The Italian peasant girl picture is as wide as the keychest

This is the biggest, most complicated picture I have done so far, and that’s not including the top third of the image. Right now it is about 13″ x 13″.


Detail showing the variety of all the natural colored woods

The Angelus — completed

Thursday, May 26th, 2011

I left the statue alone while we were out of town for 10 days for the glue to cure, and now it is up on the bookshelf, hopefully out of the reach of the cat!


The homme will probably never get a new hat in my lifetime, or at least not until after I finish my hurdy-gurdy!

Before the trip, I got a new miter box to cut the key buttons to length. My old one’s slot is too worn to give a good vertical cut anymore. So, that’s what will be coming up next.

I’ve also got hundreds of old family slides and photos to scan!

The Angelus — glued together

Sunday, May 8th, 2011

While at Michaels looking for a miter box to cut the hurdy-gurdy key buttons to length, I ran across some Elmer’s China + Glass Cement. So, I got that for gluing the base together. It says it dries clear and gives one minute of set time. Dishwashable when done, not that I’m going to do that, but I thought that sounded like a strong, durable joint.

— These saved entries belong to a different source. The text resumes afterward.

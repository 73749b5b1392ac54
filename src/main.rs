//! Headless session runner
//!
//! Plays an autopilot session without a renderer and prints a JSON summary.
//!
//! Usage: `virus-sim [seed] [ticks] [players] [tuning.json]`

#[cfg(not(target_arch = "wasm32"))]
use serde::Serialize;

#[cfg(not(target_arch = "wasm32"))]
use virus_sim::consts::SIM_HZ;
#[cfg(not(target_arch = "wasm32"))]
use virus_sim::sim::{GameEvent, KillMethod, TickInput};
#[cfg(not(target_arch = "wasm32"))]
use virus_sim::{Game, GamePhase, Tuning, tick};

#[cfg(not(target_arch = "wasm32"))]
const DEFAULT_TICKS: u64 = SIM_HZ as u64 * 60 * 5;

#[cfg(not(target_arch = "wasm32"))]
#[derive(Debug, Default, Serialize)]
struct Summary {
    seed: u64,
    ticks_run: u64,
    final_level: u32,
    phase: Option<GamePhase>,
    game_over: bool,
    scores: Vec<u64>,
    enemy_kills: usize,
    missile_kills: usize,
    ship_losses: usize,
    tiles_cured: usize,
    peak_infection: usize,
    final_infection: usize,
}

#[cfg(not(target_arch = "wasm32"))]
fn arg<T: std::str::FromStr>(args: &[String], index: usize, default: T) -> T {
    match args.get(index) {
        Some(raw) => raw.parse().unwrap_or_else(|_| {
            log::warn!("Ignoring unparseable argument {:?}", raw);
            default
        }),
        None => default,
    }
}

#[cfg(not(target_arch = "wasm32"))]
fn main() {
    env_logger::init();

    let args: Vec<String> = std::env::args().skip(1).collect();
    let mut tuning = match args.get(3) {
        Some(path) => match Tuning::load(path) {
            Ok(tuning) => tuning,
            Err(e) => {
                eprintln!("Failed to load tuning from {path}: {e}");
                std::process::exit(2);
            }
        },
        None => Tuning::default(),
    };
    tuning.seed = arg(&args, 0, tuning.seed);
    let ticks: u64 = arg(&args, 1, DEFAULT_TICKS);
    let players: usize = arg(&args, 2, 1);

    log::info!(
        "Virus headless run: seed {:#x}, {} ticks, {} player(s)",
        tuning.seed,
        ticks,
        players
    );

    let mut game = Game::new(tuning);
    game.start_game(players);

    let input = TickInput {
        idle_mode: true,
        ..Default::default()
    };
    let mut summary = Summary {
        seed: game.world().tuning.seed,
        ..Default::default()
    };

    for _ in 0..ticks {
        tick(&mut game, &input);
        summary.ticks_run += 1;
        summary.peak_infection = summary.peak_infection.max(game.world().infection.count());

        for event in game.drain_events() {
            match event {
                GameEvent::EnemyKilled { by, .. } => {
                    summary.enemy_kills += 1;
                    if by == KillMethod::Missile {
                        summary.missile_kills += 1;
                    }
                }
                GameEvent::ShipDestroyed { .. } => summary.ship_losses += 1,
                GameEvent::InfectionCleared { cells, .. } => summary.tiles_cured += cells,
                GameEvent::GameOver { .. } => summary.game_over = true,
                _ => {}
            }
        }
        if game.phase() == GamePhase::Menu {
            break;
        }
    }

    let world = game.world();
    summary.final_level = game.level();
    summary.phase = Some(game.phase());
    summary.scores = world.players.iter().map(|p| p.score).collect();
    summary.final_infection = world.infection.count();

    match serde_json::to_string_pretty(&summary) {
        Ok(json) => println!("{json}"),
        Err(e) => log::error!("Failed to serialize summary: {}", e),
    }
}

#[cfg(target_arch = "wasm32")]
fn main() {
    // The simulation is used as a library on the web; there is no headless runner
}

Sculpture glued together and drying — will it hold?

No telling how well it worked. It takes a couple days to achieve full strength. I think I’ll leave it alone, then. After holding it with pressure for several minutes, it didn’t seem to be bonded. I hope there was still enough wet glue to hold it once I decided to just set it down and let it dry. I didn’t want too much glue so that it oozed out everywhere. It didn’t, thankfully. Seemed like I had enough on there, but not sure how it will bond if the porcelain pieces aren’t in tight contact against each other.

I really would hate to have to clean the glue joints and glue it again – with something else. The Elmer’s packaging doesn’t even say how to remove it! Apparently not with warm water, if you can put it in the dishwasher. I hope I’m done with it.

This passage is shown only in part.